Crossan (The Birth of Christianity, p.434) contrasts the eucharist traditions given by Paul and Mark with that in the Didache:

"One tradition, that in Paul and Mark, involves a ritual meal institutionalized by Jesus himself and connected with his own execution." (I would add the word "allegedly before "institutionalized")

"The other tradition, that in Didache 9-10, has none of those connections, and its prayers are extremely similar to standard Jewish prayers."

When I read this in the context of your views, I see the Didache tradition as more consistent with TJC. They seem to have used the meal to commemorate what they learned from Jesus including the fact that he was the Messiah. Thus, the wine is the "holy vine of David" while the bread is the "life and knowledge" made known through Jesus. That the Didache version sticks more closely to Jewish tradition seems to connect it to TJC and to deny accepting symbology that would be antithetical to Jews.

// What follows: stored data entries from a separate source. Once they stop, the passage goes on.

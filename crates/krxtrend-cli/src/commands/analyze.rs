use std::sync::Arc;

use krxtrend_core::{fetch_listing, Analyzer, DataLocations, HttpClient};

use crate::cli::{AnalyzeArgs, Cli, OutputFormat};
use crate::error::CliError;
use crate::output;

pub async fn run(
    args: &AnalyzeArgs,
    cli: &Cli,
    client: Arc<dyn HttpClient>,
    locations: DataLocations,
) -> Result<String, CliError> {
    let listing = fetch_listing(client.as_ref(), &locations).await?;
    let analyzer = Analyzer::new(client, locations, listing);

    let report = analyzer
        .analyze_within(&args.query_text(), args.window)
        .await?;

    match cli.format {
        OutputFormat::Text => Ok(report.render()),
        OutputFormat::Json => output::to_json(&report, cli.pretty),
    }
}
impl AccountFarmer {
    /// Prepares an account for farming: cache restore or full login
    ///
    /// A valid cached snapshot skips the login handshake entirely; the
    /// versioned title-page path is refreshed either way, since the cached
    /// one may predate a frontend deploy.
    pub async fn bootstrap(config: Arc<Config>, credentials: Credentials) -> Result<Self> {
        let executor = RequestExecutor::new(config.retry.clone())?;
        let cache = CacheStore::new(config.cache_dir.clone());
        let builder = SessionBuilder::new(&executor, &config.endpoints, &credentials);

        let (session, page, viewed) = match cache.load(credentials.cache_key())? {
            Some(snapshot) => {
                let mut session = Session::restore(&snapshot, &config.endpoints);
                builder.refresh_title_page(&mut session).await?;
                info!(
                    username = snapshot.username.as_deref().unwrap_or("<token>"),
                    page = snapshot.page,
                    "session restored from cache"
                );
                (
                    session,
                    snapshot.page,
                    ViewedChapters::from_snapshot(&snapshot.viewed),
                )
            }
            None => (builder.build().await?, 0, ViewedChapters::new()),
        };

        Ok(Self {
            config,
            executor,
            credentials,
            cache,
            session,
            ignore: None,
            pending: HashMap::new(),
            viewed,
            page,
        })
    }

    /// Username for log lines: the credential's, else the profile's
    fn username(&self) -> &str {
        self.credentials
            .username()
            .or_else(|| self.session.username())
            .unwrap_or("<token>")
    }

    /// Catalog page cursor (next cycle scans `page + 1`)
    pub fn page(&self) -> u32 {
        self.page
    }

    /// Chapter ids viewed so far this run
    pub fn viewed(&self) -> &ViewedChapters {
        &self.viewed
    }

    /// Titles currently pending
    pub fn pending(&self) -> &HashMap<TitleId, PendingTitle> {
        &self.pending
    }

    /// Runs the farming loop until a fatal error
    ///
    /// Cycle failures are logged and absorbed; the loop itself never returns
    /// `Ok`.
    pub async fn run(mut self) -> Result<()> {
        loop {
            if let Err(e) = self.farm_cycle().await {
                if e.is_fatal() {
                    return Err(e);
                }
                warn!(username = self.username(), error = %e, "farming cycle failed, will retry");
            }
            info!(
                username = self.username(),
                idle_secs = self.config.farming.idle_sleep.as_secs(),
                "cycle complete, idling"
            );
            sleep(self.config.farming.idle_sleep).await;
        }
    }

    /// One full farming cycle: scan, farm, persist
    pub async fn farm_cycle(&mut self) -> Result<()> {
        let scanner = CatalogScanner::new(&self.executor, &self.config.endpoints);

        if self.ignore.is_none() {
            self.ignore = Some(scanner.load_ignore_set(&self.session).await?);
        }
        let ignore = &*self.ignore.get_or_insert_with(IgnoreSet::new);

        self.page += 1;
        scanner
            .scan_catalog_page(
                &self.session,
                self.page,
                &self.config.farming.order_by,
                self.config.farming.catalog_page_size,
                ignore,
                &mut self.pending,
            )
            .await?;

        self.farm_pending().await;
        self.persist()?;
        Ok(())
    }

    /// Fans out over all pending titles and folds their outcomes
    async fn farm_pending(&self) {
        let outcomes = join_all(self.pending.values().map(|title| self.farm_title(title))).await;

        let mut submitted = 0;
        let mut unresolved = 0;
        let mut dropped = 0;
        for outcome in &outcomes {
            submitted += outcome.submitted.len();
            dropped += outcome.dropped;
            if !outcome.resolved {
                unresolved += 1;
            }
        }
        debug!(
            username = self.username(),
            titles = outcomes.len(),
            submitted,
            unresolved,
            dropped,
            "pending titles farmed"
        );
    }

    /// Farms one title: branch resolution, chapter filtering, view fan-out
    async fn farm_title(&self, title: &PendingTitle) -> TitleOutcome {
        let mut outcome = TitleOutcome::default();

        let Some((branch, threshold)) = self.resolve_branch(title).await else {
            return outcome;
        };
        let Some(chapters) = self.fetch_chapters(branch).await else {
            return outcome;
        };
        outcome.resolved = true;

        // Wire order is reverse chronological; walk oldest-first.
        let surviving = partition_chapters(chapters.iter().rev(), threshold, &self.viewed, &mut outcome);

        let results = join_all(
            surviving
                .into_iter()
                .map(|chapter| self.submit_view(title, chapter)),
        )
        .await;
        for result in results {
            match result {
                Some(entry) => outcome.submitted.push(entry),
                None => outcome.dropped += 1,
            }
        }
        outcome
    }

    /// Resolves a title's first reading branch and current-reading threshold
    ///
    /// `None` means the title is skipped this cycle: either it genuinely has
    /// no reading branches (not reachable or no content), or the lookup
    /// failed and a later pass will retry it.
    async fn resolve_branch(&self, title: &PendingTitle) -> Option<(BranchId, f64)> {
        let url = self.session.title_page_url(&self.config.endpoints, &title.dir);
        let spec = RequestSpec::get(&url, CallPurpose::Background)
            .query("content", "manga")
            .query("title", &title.dir)
            .query("p", "chapters");

        let response = self.absorb(self.executor.execute(&self.session.headers, spec).await)?;
        let envelope: TitlePageEnvelope = match response.json().await {
            Ok(envelope) => envelope,
            Err(e) => {
                warn!(title = %title.dir, error = %e, "title page body malformed, skipping");
                return None;
            }
        };

        let content = envelope.page_props.fallback_data.content;
        let branch = content.branches.first()?.id;
        let threshold = reading_threshold(content.current_reading.as_ref());
        Some((branch, threshold))
    }

    /// Fetches a branch's chapter list, newest first
    async fn fetch_chapters(&self, branch: BranchId) -> Option<Vec<ChapterCandidate>> {
        let url = self.config.endpoints.chapters_url();
        let spec = RequestSpec::get(&url, CallPurpose::Background)
            .query("branch_id", branch)
            .query("user_data", "0");

        let response = self.absorb(self.executor.execute(&self.session.headers, spec).await)?;
        match response.json::<ChaptersEnvelope>().await {
            Ok(envelope) => Some(envelope.content),
            Err(e) => {
                warn!(branch = %branch, error = %e, "chapter list body malformed, skipping");
                None
            }
        }
    }

    /// Submits one whole-chapter view event (page sentinel -1)
    ///
    /// Returns the chapter id/label on success after recording it in the
    /// viewed set; `None` means the submission was dropped for this cycle.
    async fn submit_view(
        &self,
        title: &PendingTitle,
        chapter: &ChapterCandidate,
    ) -> Option<(ChapterId, String)> {
        let url = self.config.endpoints.views_url();
        let spec = RequestSpec::post(&url, CallPurpose::Background)
            .json(json!({"chapter": chapter.id, "page": -1}));

        self.absorb(self.executor.execute(&self.session.headers, spec).await)?;
        self.viewed.insert(chapter.id);
        info!(
            username = self.username(),
            manga = %title.name,
            chapter = %chapter.label,
            "viewed"
        );
        Some((chapter.id, chapter.label.clone()))
    }

    /// Collapses an executor result into `Option`, logging the failure modes
    ///
    /// Auth errors cannot occur here (no farming call is a login-context
    /// call), so an `Err` is only ever a malformed-response artifact and is
    /// absorbed like an exhausted budget.
    fn absorb(&self, result: Result<crate::executor::Fetched>) -> Option<reqwest::Response> {
        match result {
            Ok(fetched) => fetched.into_response(),
            Err(e) => {
                warn!(username = self.username(), error = %e, "farming call failed");
                None
            }
        }
    }

    /// Writes the current run state as a cache snapshot
    fn persist(&self) -> Result<()> {
        let username = self
            .credentials
            .username()
            .or_else(|| self.session.username())
            .map(str::to_string);
        let key = username
            .clone()
            .or_else(|| self.credentials.token().map(str::to_string))
            .ok_or_else(|| Error::Config {
                message: "no cache key available for this account".into(),
                key: None,
            })?;

        let snapshot = SessionSnapshot {
            username,
            password: self.credentials.password().map(str::to_string),
            token: self.session.token.clone(),
            headers: self.session.headers.clone(),
            user_info: self.session.user.clone(),
            page: self.page,
            viewed: self.viewed.snapshot(),
            saved_at: Utc::now(),
        };
        self.cache.save(&key, &snapshot)
    }
}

Crossan goes on to show that both traditions exhibit evidence of being influenced by Isaiah's Suffering Servant. He finds the pais (servant/child) from the Didache and Paul's paredideto in the Septuagint version to provide that connection. To me, this only reinforces my suspicion that belief in the sacrificed Jesus could have been entirely obtained from Scripture. These two use the same Scripture but move in different directions with it.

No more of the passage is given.